Stored data entries
____
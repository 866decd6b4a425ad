// SPDX-FileCopyrightText: 2026 Clinio Contributors
// SPDX-License-Identifier: MIT OR Apache-2.0

//! Configuration system for the Clinio clinic assistant.
//!
//! Provides TOML configuration parsing with strict validation
//! (`deny_unknown_fields`), XDG file hierarchy lookup, environment variable
//! overrides, and diagnostic error rendering with typo suggestions.

pub mod diagnostic;
pub mod loader;
pub mod model;
pub mod validation;

pub use diagnostic::{render_errors, ConfigError};
pub use loader::{load_config, load_config_from_path, load_config_from_str};
pub use model::ClinioConfig;

/// Load configuration from the XDG hierarchy and validate it.
///
/// This is the high-level entry point that:
/// 1. Loads config from TOML files + env vars via Figment
/// 2. On success: runs post-deserialization validation
/// 3. On Figment error: converts to diagnostics with typo suggestions
pub fn load_and_validate() -> Result<ClinioConfig, Vec<ConfigError>> {
    match loader::load_config() {
        Ok(config) => {
            validation::validate_config(&config)?;
            Ok(config)
        }
        Err(err) => Err(diagnostic::figment_to_config_errors(err)),
    }
}

/// Load configuration from a TOML string and validate it.
///
/// Useful for testing and explicit configuration.
pub fn load_and_validate_str(toml_content: &str) -> Result<ClinioConfig, Vec<ConfigError>> {
    match loader::load_config_from_str(toml_content) {
        Ok(config) => {
            validation::validate_config(&config)?;
            Ok(config)
        }
        Err(err) => Err(diagnostic::figment_to_config_errors(err)),
    }
}
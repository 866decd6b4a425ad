// SPDX-FileCopyrightText: 2026 Clinio Contributors
// SPDX-License-Identifier: MIT OR Apache-2.0

//! Structured prompt assembly for the free-form generation path.
//!
//! The fine-tuned model was trained on a `<SYS>` / `<DATA>` / `<HISTORY>`
//! format: system rules, read-only registry facts, recent history, and the
//! current user message. The `<DATA>` block is the only source of patient
//! facts the model is allowed to state, which keeps hallucinated names and
//! dates out of replies.

use chrono::Timelike;

use clinio_core::types::{Conversation, Message, MessageRole, PatientRecord};

/// Maximum characters a history entry may have before it is dropped from
/// the prompt (runaway earlier completions would poison generation).
const MAX_HISTORY_ENTRY_CHARS: usize = 200;

/// Assemble the full structured prompt for one completion.
pub fn build_prompt(
    conversation: &Conversation,
    patient: Option<&PatientRecord>,
    center_name: &str,
    max_history: usize,
) -> String {
    let system_block = format!(
        "<SYS>\n\
         Eres un asistente virtual especializado SOLO en Tuberculosis del \
         centro de salud {center_name}.\n\
         Responde solo con información basada en los datos proporcionados en <DATA>.\n\
         Si NO hay datos explícitos, responde: \"No tengo esa información registrada\".\n\
         NUNCA inventes nombres, fechas o información que no esté en <DATA>.\n\
         Máximo 2 oraciones por respuesta.\n\
         Si preguntan algo fuera de Tuberculosis, responde: \"Lo siento, solo \
         atiendo consultas sobre Tuberculosis\".\n\
         </SYS>"
    );

    let data_block = build_data_block(patient);

    let valid: Vec<&Message> = conversation
        .recent_messages(max_history)
        .iter()
        .filter(|m| is_usable_history(&m.content))
        .collect();

    let last_user_message = valid
        .iter()
        .rev()
        .find(|m| m.role == MessageRole::User)
        .map(|m| m.content.as_str())
        .unwrap_or("Hola");

    let history_lines: Vec<String> = valid
        .iter()
        .take(valid.len().saturating_sub(1))
        .filter_map(|m| match m.role {
            MessageRole::User => Some(format!("<USER>: {}", m.content)),
            MessageRole::Assistant => Some(format!("<ASSISTANT>: {}", m.content)),
            MessageRole::System => None,
        })
        .collect();

    if history_lines.is_empty() {
        format!(
            "{system_block}\n\n<DATA>\n{data_block}\n</DATA>\n\n\
             <USER>: {last_user_message}\n<ASSISTANT>:"
        )
    } else {
        format!(
            "{system_block}\n\n<DATA>\n{data_block}\n</DATA>\n\n\
             <HISTORY>\n{}\n</HISTORY>\n\n\
             <USER>: {last_user_message}\n<ASSISTANT>:",
            history_lines.join("\n")
        )
    }
}

/// The read-only facts block. Unregistered users get explicit negatives so
/// the model cannot invent a registration.
fn build_data_block(patient: Option<&PatientRecord>) -> String {
    let mut lines = Vec::new();

    match patient {
        Some(patient) => {
            lines.push("Paciente_registrado = True".to_string());
            lines.push(format!("Nombre = \"{}\"", patient.name));
            match &patient.next_appointment {
                Some(cita) => {
                    let fecha = cita.scheduled_at.date_naive();
                    let hora = format!(
                        "{:02}:{:02}",
                        cita.scheduled_at.hour(),
                        cita.scheduled_at.minute()
                    );
                    lines.push(format!(
                        "Citas = [{{fecha: \"{fecha}\", hora: \"{hora}\", estado: \"{}\"}}]",
                        cita.status
                    ));
                }
                None => lines.push("Citas = []".to_string()),
            }
            match patient.last_visit {
                Some(visita) => lines.push(format!("Ultima_visita = \"{visita}\"")),
                None => lines.push("Ultima_visita = None".to_string()),
            }
        }
        None => {
            lines.push("Paciente_registrado = False".to_string());
            lines.push("Nombre = None".to_string());
            lines.push("Citas = []".to_string());
            lines.push("Ultima_visita = None".to_string());
        }
    }

    lines.join("\n")
}

/// Whether a stored message is clean enough to feed back into the prompt.
fn is_usable_history(content: &str) -> bool {
    content.chars().count() <= MAX_HISTORY_ENTRY_CHARS
        && !clinio_nlu::sanitize::contains_garbled(content)
}
// SPDX-FileCopyrightText: 2026 Clinio Contributors
// SPDX-License-Identifier: MIT OR Apache-2.0

//! Wire types for the follow-up backend and conversions into domain types.
//!
//! The backend speaks Spanish field names and wraps most responses in a
//! `{statusCode, data}` envelope. Identifiers arrive as either numbers or
//! strings depending on the endpoint, so they deserialize flexibly.

use chrono::{DateTime, NaiveDate, NaiveDateTime, Utc};
use serde::Deserialize;

use clinio_core::types::{AppointmentRecord, PatientRecord};

/// An identifier that may arrive as a JSON number or string.
#[derive(Debug, Clone, Deserialize)]
#[serde(untagged)]
pub enum FlexibleId {
    Num(i64),
    Str(String),
}

impl FlexibleId {
    pub fn into_string(self) -> String {
        match self {
            FlexibleId::Num(n) => n.to_string(),
            FlexibleId::Str(s) => s,
        }
    }
}

/// A `{descripcion}` sub-object (appointment status, type, reason).
#[derive(Debug, Clone, Deserialize)]
pub struct DescriptionDto {
    #[serde(default)]
    pub descripcion: Option<String>,
}

/// Appointment as the backend reports it.
#[derive(Debug, Clone, Deserialize)]
pub struct AppointmentDto {
    pub id: FlexibleId,
    #[serde(default)]
    pub fecha_programada: Option<String>,
    #[serde(default)]
    pub estado: Option<DescriptionDto>,
    #[serde(default)]
    pub tipo: Option<DescriptionDto>,
}

/// Patient as the backend reports it.
#[derive(Debug, Clone, Deserialize)]
pub struct PatientDto {
    pub id: FlexibleId,
    #[serde(default)]
    pub nombre: Option<String>,
    #[serde(default)]
    pub telefono: Option<String>,
    #[serde(default)]
    pub proxima_cita: Option<AppointmentDto>,
    #[serde(default)]
    pub ultima_visita: Option<String>,
}

impl AppointmentDto {
    /// Project into the domain record. Returns `None` when the scheduled
    /// timestamp is missing or unparseable.
    pub fn into_record(self) -> Option<AppointmentRecord> {
        let scheduled_at = parse_backend_timestamp(self.fecha_programada.as_deref()?)?;
        Some(AppointmentRecord {
            id: self.id.into_string(),
            scheduled_at,
            status: self
                .estado
                .and_then(|d| d.descripcion)
                .unwrap_or_else(|| "Programado".to_string()),
            kind: self
                .tipo
                .and_then(|d| d.descripcion)
                .unwrap_or_else(|| "Control de Tuberculosis".to_string()),
        })
    }
}

impl PatientDto {
    pub fn into_record(self) -> PatientRecord {
        let next_appointment = self.proxima_cita.and_then(AppointmentDto::into_record);
        let last_visit = self
            .ultima_visita
            .as_deref()
            .and_then(|s| NaiveDate::parse_from_str(&s[..s.len().min(10)], "%Y-%m-%d").ok());
        PatientRecord {
            id: self.id.into_string(),
            name: self.nombre.unwrap_or_else(|| "paciente".to_string()),
            phone: self.telefono.unwrap_or_default(),
            next_appointment,
            last_visit,
        }
    }
}

/// Parse the backend's timestamp flavors: RFC 3339 with or without a
/// timezone suffix. Naive timestamps are taken as UTC.
pub fn parse_backend_timestamp(raw: &str) -> Option<DateTime<Utc>> {
    if let Ok(dt) = DateTime::parse_from_rfc3339(raw) {
        return Some(dt.with_timezone(&Utc));
    }
    if let Ok(naive) = NaiveDateTime::parse_from_str(raw, "%Y-%m-%dT%H:%M:%S%.f") {
        return Some(naive.and_utc());
    }
    None
}

#[cfg(test)]
mod tests {
    use super::*;

    #[test]
    fn parses_zulu_and_naive_timestamps() {
        let zulu = parse_backend_timestamp("2026-08-20T10:00:00.000Z").unwrap();
        assert_eq!(zulu.to_rfc3339(), "2026-08-20T10:00:00+00:00");

        let naive = parse_backend_timestamp("2026-08-20T10:00:00").unwrap();
        assert_eq!(naive, zulu);

        assert!(parse_backend_timestamp("no es fecha").is_none());
    }

    #[test]
    fn patient_dto_projects_to_record() {
        let json = serde_json::json!({
            "id": 42,
            "nombre": "Juan Pérez",
            "telefono": "+59170123456",
            "proxima_cita": {
                "id": "a-1",
                "fecha_programada": "2026-08-20T10:00:00.000Z",
                "estado": {"descripcion": "Programado"},
                "tipo": {"descripcion": "Control de Tuberculosis"}
            },
            "ultima_visita": "2026-07-01"
        });
        let dto: PatientDto = serde_json::from_value(json).unwrap();
        let record = dto.into_record();
        assert_eq!(record.id, "42");
        assert_eq!(record.name, "Juan Pérez");
        let cita = record.next_appointment.unwrap();
        assert_eq!(cita.id, "a-1");
        assert_eq!(cita.status, "Programado");
        assert_eq!(
            record.last_visit,
            NaiveDate::from_ymd_opt(2026, 7, 1)
        );
    }

    #[test]
    fn appointment_without_timestamp_is_dropped() {
        let json = serde_json::json!({"id": 1});
        let dto: AppointmentDto = serde_json::from_value(json).unwrap();
        assert!(dto.into_record().is_none());
    }
}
____
THE TASK
Check each line of the entries above for the word "chrono". List the ones that have it.

SOLUTION
use chrono::Timelike;
use chrono::{DateTime, NaiveDate, NaiveDateTime, Utc};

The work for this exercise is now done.